Selon Exode 34, quand Moïse sort de la tente où il a rencontré Dieu, son visage brille de l’éclat de la face de Dieu. Et nous aussi, nous dit Paul en 2 Corinthiens, nous reflétons le Seigneur dans le rayonnement de sa gloire, nous sommes métamorphosés :

« lorsqu’on se tourne vers le Seigneur, le voile est enlevé. […] Nous tous qui, le visage dévoilé, contemplons comme dans un miroir la gloire du Seigneur, nous sommes transfigurés en cette même image, de gloire en gloire » (2 Co 3,16.18).

 

Ce dévoilement, c’est littéralement une apocalypse, une révélation, où Jésus se laisse voir dans toute sa gloire.

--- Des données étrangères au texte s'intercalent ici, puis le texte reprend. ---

//! Derive Api for `recbind` configuration.
//!
//! ### Getting Started
//! Instrument a struct with `#[derive(ArgRecord)]` and annotate the fields
//! that should appear on the command line:
//!
//! ```
//! use recbind::bind_record;
//! use recbind::clap::Command;
//! use recbind::derive::ArgRecord;
//!
//! #[derive(ArgRecord)]
//! struct Config {
//!     #[bind(argument)]
//!     target: String,
//!     #[bind(option)]
//!     retries: Option<i64>,
//! }
//!
//! let bound = bind_record::<Config>().finish().unwrap();
//! let command = bound.augment(Command::new("demo")).unwrap();
//! let matches = command
//!     .try_get_matches_from(vec!["demo", "abc"])
//!     .unwrap();
//! let config = bound.extract(&matches).unwrap();
//! assert_eq!(config.target, "abc");
//! assert_eq!(config.retries, None);
//! ```
//!
//! ### Field Attributes
//! A field participates in the command line when its `#[bind(..)]` attribute
//! carries a declarator:
//! * `#[bind(option)]` or `#[bind(argument)]` declares the parameter kind.
//!   Only one may be used on the same field.
//! * `#[bind(option("--name", "-n"))]` additionally sets the parameter names.
//!   Without names, options are named after the field (`my_field` becomes
//!   `--my-field`); arguments are always positional.
//! * `#[bind(option, flag)]` declares a boolean flag, collecting `true` when
//!   present and `false` when absent.
//! * `#[bind(option, multiple)]` declares a repeatable parameter; the field
//!   type must be `Vec<..>` for type inference to apply.
//! * `#[bind(option, nargs = N)]` declares a fixed arity of `N` values; the
//!   field type must be an `N`-member tuple for type inference to apply.
//! * `#[bind(option, required = B)]`, `#[bind(option, default = V)]`, and
//!   `#[bind(option, help = "..")]` pass through to the binding, suppressing
//!   the corresponding inference.
//!   `default = DONT_PASS` defers to the record-side default instead.
//! * `#[bind(option, param_type = P)]` sets the [ParamType](../enum.ParamType.html)
//!   explicitly, suppressing type inference; `P` is any `ParamType` expression.
//!
//! ### Record Attributes
//! * `#[bind(flatten)]` splices another `ArgRecord` type's fields into this
//!   record, the equivalent of record inheritance.
//! * `#[bind(fallback = E)]` constructs the field from the expression `E` when
//!   no value was collected, instead of requiring one.
//! * Fields without any `#[bind(..)]` declarator never touch the command
//!   line; they are constructed from `fallback` or `Default::default()`.
//!
//! ### Type Inference
//! The field type drives the inferred parameter type:
//! ```console
//! Type          | Inference
//! ---------------------------------------------------
//! Option<T>     | as T, and the parameter is not required
//! Vec<T>        | as T per value (requires `multiple`)
//! (A, B, ..)    | as A, B, .. per position (requires `nargs`)
//! T             | registry lookup for T
//! ```
//! The registry seeds `i64`, `String`, `f64`, `bool`, `Uuid`, `NaiveDateTime`,
//! and `PathBuf`; extend it with
//! [register_type_inference](../fn.register_type_inference.html), or per
//! binder with [Binder::type_overrides](../struct.Binder.html#method.type_overrides).

pub use recbind_derive::*;
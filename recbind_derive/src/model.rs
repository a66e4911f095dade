use proc_macro2::TokenStream as TokenStream2;
use std::collections::{HashMap, HashSet};

#[derive(Debug, Clone)]
pub struct DeriveValue {
    pub tokens: TokenStream2,
}

impl PartialEq for DeriveValue {
    fn eq(&self, other: &Self) -> bool {
        let st = &self.tokens.to_string();
        let ot = &other.tokens.to_string();
        st == ot
    }
}

impl Eq for DeriveValue {}

/// The raw contents of a `#[bind(..)]` attribute: bare words, `key = value`
/// pairs, and `name(..)` calls.
#[derive(Debug, Default, PartialEq, Eq)]
pub struct IntermediateAttributes {
    pub singletons: HashSet<String>,
    pub pairs: HashMap<String, Vec<DeriveValue>>,
    pub calls: HashMap<String, Vec<DeriveValue>>,
}

/// The structural shape of a field's type, classified by its outermost layers.
#[derive(Debug, PartialEq, Eq)]
pub enum FieldShape {
    Scalar { ty: DeriveValue },
    Optional { inner: Box<FieldShape> },
    Repeated { element: Box<FieldShape> },
    Tuple { members: Vec<FieldShape> },
}

impl FieldShape {
    pub fn is_optional(&self) -> bool {
        matches!(self, FieldShape::Optional { .. })
    }
}

#[derive(Debug, Clone, Copy, PartialEq, Eq)]
pub enum DeclaratorKind {
    Option,
    Argument,
}

/// The settled attributes of a bound field.
#[derive(Debug, PartialEq, Eq)]
pub struct BoundAttributes {
    pub declarator: DeclaratorKind,
    pub names: Vec<DeriveValue>,
    pub is_flag: bool,
    pub multiple: bool,
    pub nargs: Option<DeriveValue>,
    pub required: Option<DeriveValue>,
    pub default: Option<DeriveValue>,
    pub param_type: Option<DeriveValue>,
    pub help: Option<DeriveValue>,
}

impl Default for BoundAttributes {
    fn default() -> Self {
        Self {
            declarator: DeclaratorKind::Option,
            names: Vec::default(),
            is_flag: false,
            multiple: false,
            nargs: None,
            required: None,
            default: None,
            param_type: None,
            help: None,
        }
    }
}

#[derive(Debug, PartialEq, Eq)]
pub enum DeriveBinding {
    /// No `#[bind(..)]` declarator; the field is constructed from its own default.
    Unbound,
    /// `#[bind(flatten)]`; the field's type contributes its own bound fields.
    Flatten,
    /// `#[bind(option ..)]` or `#[bind(argument ..)]`.
    Bound(BoundAttributes),
}

#[derive(Debug, PartialEq, Eq)]
pub struct DeriveParameter {
    pub field_name: syn::Ident,
    pub ty: DeriveValue,
    pub shape: FieldShape,
    pub binding: DeriveBinding,
    pub fallback: Option<DeriveValue>,
}

#[derive(Debug, PartialEq, Eq)]
pub struct DeriveRecord {
    pub struct_name: syn::Ident,
    pub parameters: Vec<DeriveParameter>,
}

Au-delà des mots, comme une contemplation d’amour silencieux, merveille. Immobilité, balbutiement.

 

L’ange du Seigneur nous fait grâce, nous redonne vie. L’ange du Seigneur, son messager, son image et sa ressemblance, son icône, c’est Jésus-Christ : qui suspend notre mort et nous ramène à la vie ; qui interrompt nos gestes de désespoir et d’autodestruction ; qui rend possible l’impossible ; l’agneau de Dieu qui prend notre place, qui nous sauve et nous libère.

 

Notre survie est en Dieu ; Dieu qui change et se renouvelle constamment, qui dépasse toujours les apparences et les représentations que nous formons, qui nous étonne sans cesse, nous rend tout étourdis d’admiration, frémissants d’adoration.

 

L’amour du Père se dévoile dans ses paroles à son fils aimé, unique à ses yeux.

 

Pierre veut demeurer mais il faut revenir dans le réel de notre vie, sortir du rêve en gardant les yeux qui brillent d’une lueur d’ailleurs, d’une étincelle nouvelle. Parce que nous avons rencontré Dieu, nous ne serons plus jamais les mêmes. Nous demeurons illuminés, changés, métamorphosés, transformés, transfigurés.

 

***

En résumé, nous marchons comme des pèlerins, nous nous élevons vers Dieu ; et Dieu se donne à voir, il apparaît éblouissant, il ranime notre vie, nous convertit et nous illumine le visage.

 

Viens Seigneur, je veux te voir. Te voir agir dans ma vie, déceler ta face qui transparaît à travers le sourire d’un frère ou d’une amie, entendre ton ange messager porteur de ta parole de vie, de ta déclaration d’amour : Tu es mon fils, ma fille, et je t’aime.

 

Amen.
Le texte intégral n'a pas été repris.